Les anciens Türks croyaient qu’il n’y avait qu’un seul Gök « ciel » et qu’elle recouvrait la terre telle une coupole.

Par contre  les anciens Türks croyaient qu’au-dessus de cette coupole existait beaucoup plus de cieux.  Ils considéraient qu’il y avait des cieux qui recouvraient le soleil, la lune, les étoiles mais qu’au-dessus de ce tout ces cieux il n’existait qu’un seul Ciel celui ou trône Dieu.

 

Au début les anciens Türks n’avaient pas subdivisé les cieux cela viendra plus tard suite à des influences étrangères, il sera alors question de sept ou même de neuf étages. On remarquera dans la légende d’Oghuz Khan des divergences entres l’ère Göktürk et l’ère Oïghour , les premiers vivaient leurs croyances ancestrales jusqu’au jour où leurs chemins rencontra celui des Oïghours.

 

Les Oïghours  étaient un peuple qui avaient commercé avec la Chine, ils y avaient rencontrés plein de gens de divers horizon qui éveilla en eux un  intérêt pour les grandes religions de l’époque. 

 

Le commerce n’était pas une tâche vraiment cohérente avec la nature guerrière des anciens Türks.
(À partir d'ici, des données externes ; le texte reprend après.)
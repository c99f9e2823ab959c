use std::future::Future;
use std::sync::Arc;

use async_trait::async_trait;
use futures::future::join_all;

use crate::error::AppError;
use crate::result::ApiResult;

/// ValidationFailure
///
/// One violated rule: the property it was declared for and its message.
#[derive(Debug, Clone, PartialEq, Eq)]
pub struct ValidationFailure {
    pub property: &'static str,
    pub message: String,
}

type Predicate<T> = Box<dyn Fn(&T) -> bool + Send + Sync>;

/// Rule
///
/// A pure predicate paired with the message reported when it does not hold.
pub struct Rule<T> {
    property: &'static str,
    predicate: Predicate<T>,
    message: &'static str,
}

impl<T> Rule<T> {
    fn check(&self, request: &T) -> Option<ValidationFailure> {
        if (self.predicate)(request) {
            None
        } else {
            Some(ValidationFailure {
                property: self.property,
                message: self.message.to_string(),
            })
        }
    }
}

/// RuleSet
///
/// An ordered list of rules for one request type. Every rule is evaluated;
/// failures come back in declaration order.
pub struct RuleSet<T> {
    rules: Vec<Rule<T>>,
}

impl<T> Default for RuleSet<T> {
    fn default() -> Self {
        Self { rules: Vec::new() }
    }
}

impl<T> RuleSet<T> {
    pub fn new() -> Self {
        Self::default()
    }

    /// Appends a rule: `predicate` must return true for the request to be valid.
    pub fn rule(
        mut self,
        property: &'static str,
        predicate: impl Fn(&T) -> bool + Send + Sync + 'static,
        message: &'static str,
    ) -> Self {
        self.rules.push(Rule {
            property,
            predicate: Box::new(predicate),
            message,
        });
        self
    }

    pub fn check(&self, request: &T) -> Vec<ValidationFailure> {
        self.rules.iter().filter_map(|rule| rule.check(request)).collect()
    }

    pub fn len(&self) -> usize {
        self.rules.len()
    }

    pub fn is_empty(&self) -> bool {
        self.rules.is_empty()
    }
}

/// Validator
///
/// What the pipeline runs. Implemented by `RuleSet`.
#[async_trait]
pub trait Validator<T>: Send + Sync {
    async fn validate(&self, request: &T) -> Vec<ValidationFailure>;
}

#[async_trait]
impl<T: Sync> Validator<T> for RuleSet<T> {
    async fn validate(&self, request: &T) -> Vec<ValidationFailure> {
        self.check(request)
    }
}

/// ValidationPipeline
///
/// The stage between dispatch and the handler for one request type.
///
/// All registered validators run concurrently and are joined before anything
/// else happens. Their failures are merged in registration order (then rule
/// order inside each validator). Any failure short-circuits into a 400
/// `ApiResult` and the handler never runs. With no validators registered the
/// handler runs immediately.
pub struct ValidationPipeline<T> {
    validators: Vec<Arc<dyn Validator<T>>>,
}

impl<T> Default for ValidationPipeline<T> {
    fn default() -> Self {
        Self {
            validators: Vec::new(),
        }
    }
}

impl<T> Clone for ValidationPipeline<T> {
    fn clone(&self) -> Self {
        Self {
            validators: self.validators.clone(),
        }
    }
}

impl<T: Send + Sync + 'static> ValidationPipeline<T> {
    pub fn new() -> Self {
        Self::default()
    }

    pub fn with(mut self, validator: impl Validator<T> + 'static) -> Self {
        self.validators.push(Arc::new(validator));
        self
    }

    pub fn validator_count(&self) -> usize {
        self.validators.len()
    }

    /// Runs every validator and returns the merged failures.
    pub async fn validate(&self, request: &T) -> Vec<ValidationFailure> {
        if self.validators.is_empty() {
            return Vec::new();
        }

        // join_all keeps output order aligned with registration order.
        join_all(self.validators.iter().map(|v| v.validate(request)))
            .await
            .into_iter()
            .flatten()
            .collect()
    }

    /// dispatch
    ///
    /// Validates `request` and, only if it is valid, hands it to `handler`.
    ///
    /// # Errors
    /// Propagates the handler's `AppError` unchanged; validation itself never errors.
    pub async fn dispatch<R, F, Fut>(&self, request: T, handler: F) -> Result<ApiResult<R>, AppError>
    where
        F: FnOnce(T) -> Fut,
        Fut: Future<Output = Result<ApiResult<R>, AppError>>,
    {
        let failures = self.validate(&request).await;
        if !failures.is_empty() {
            tracing::debug!(count = failures.len(), "request rejected by validation");
            return Ok(ApiResult::from_failures(failures));
        }
        handler(request).await
    }
}

// --- Predicate helpers ---

/// True when the value has at least one non-whitespace character.
pub fn not_blank(value: &str) -> bool {
    !value.trim().is_empty()
}

/// True when the value fits in `max` characters.
pub fn within(value: &str, max: usize) -> bool {
    value.chars().count() <= max
}

/// Loose address check: exactly one `@` with text on both sides.
pub fn is_email(value: &str) -> bool {
    match value.split_once('@') {
        Some((local, domain)) => !local.is_empty() && !domain.is_empty() && !domain.contains('@'),
        None => false,
    }
}

/// True for any UUID other than the nil UUID.
pub fn not_nil(id: &uuid::Uuid) -> bool {
    !id.is_nil()
}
La religion des anciens Türks réclamait discipline, et obéissance à l’autorité. Effectivement  la société était très hiérarchisée et l’on gagnait ces galons à sa seule valeur guerrière.

 

Tandis que la vie quasi sédentaire de commerçant que vivaient une grandes parties de la population Oïghours était plus reposante, plus tranquille et donc plus pacifique.

Alors que les anciens Türks croyaient à Gök-Tanri et à ces émanations, il en était tout autres chez les Oïghours qui se convertirent en grande masse à la religion manichéiste venus de Perse et la lune prit une place très importante dans leurs croyances. Alors que chez les anciens peuples Türks, ce qui était vraiment sacré c’était le soleil qui réchauffe la terre.

 

Le choix de passer du soleil à la lune, l’abandon des anciennes croyances du peuple Oïghour  peut être considéré comme le début d’une nouvelle ère dans le mode de pensée des peuples de la steppe.

 

C’est pour cette raison que dans la légende d’Oghuz Khan d’après les Oïghours, Oghuz Khan cesse d’être le fils du soleil pour devenir le fils de la lune.

 

Petit extrait : « Ces yeux se sont éclairés et illuminés, Ay-Kagan (roi de la lune) en ce jour à eu un fils ! »

 

Même dans la légende des Oghuz qui viennent tout récemment de se convertir à l’Islam on retrouvera des motifs des anciennes croyances des Türks.

 

Bien entendu beaucoup de ces anciennes croyances sont en crontradiction directe avec les règles fondamentales de la loi islamique. C’est pourquoi on trouvera d’énorme exemple de texte de la légende d’Oghuz Khan remanié pour devenir tolérable pour l’islam.

 

D’après les légendes écrites après l’avènement de l’islam parmi les peuples Türks, le père de Oghuz Khan se nommait Kara Khan et ce choix n’était pas anodin. Chez les anciens peuples Türks « Kara » et « Ak » ne voulais rien d’autres que noir et blanc deux noms qui différenciaient deux tribus l’une de l’autre.

 

 

 

Mais l’on peut remarquer qu’il n’existait pas de discrimination entre eux. Les Türks tout fraîchement convertit à l’Islam nommaient le père d’Oghuz Khan , Kara Khan parce que ce dernier n’était pas convertit à l’Islam. Il aurait même essayé d’empêché son fils d’embrasser l’Islam.

 

Par contre un point que nous devrons pas manquer de relever,  c’est le rapport bien plus fort qu’Oghuz Khan entretient avec  sa mère.

 

Petit extrait : « Trois jours et trois nuits sont passés, et ils n’est pas venus à sa mère, n’a pas bu une seule goutte de son sein.

Et sa mère se mit à pleurer, son cœur se brisa parce qu’Oghuz Khan refusa de boire son lait. Désespéré, elle s’enroulait à son berceau en l’implorant de boire ne sois ce qu’un peu de son lait!».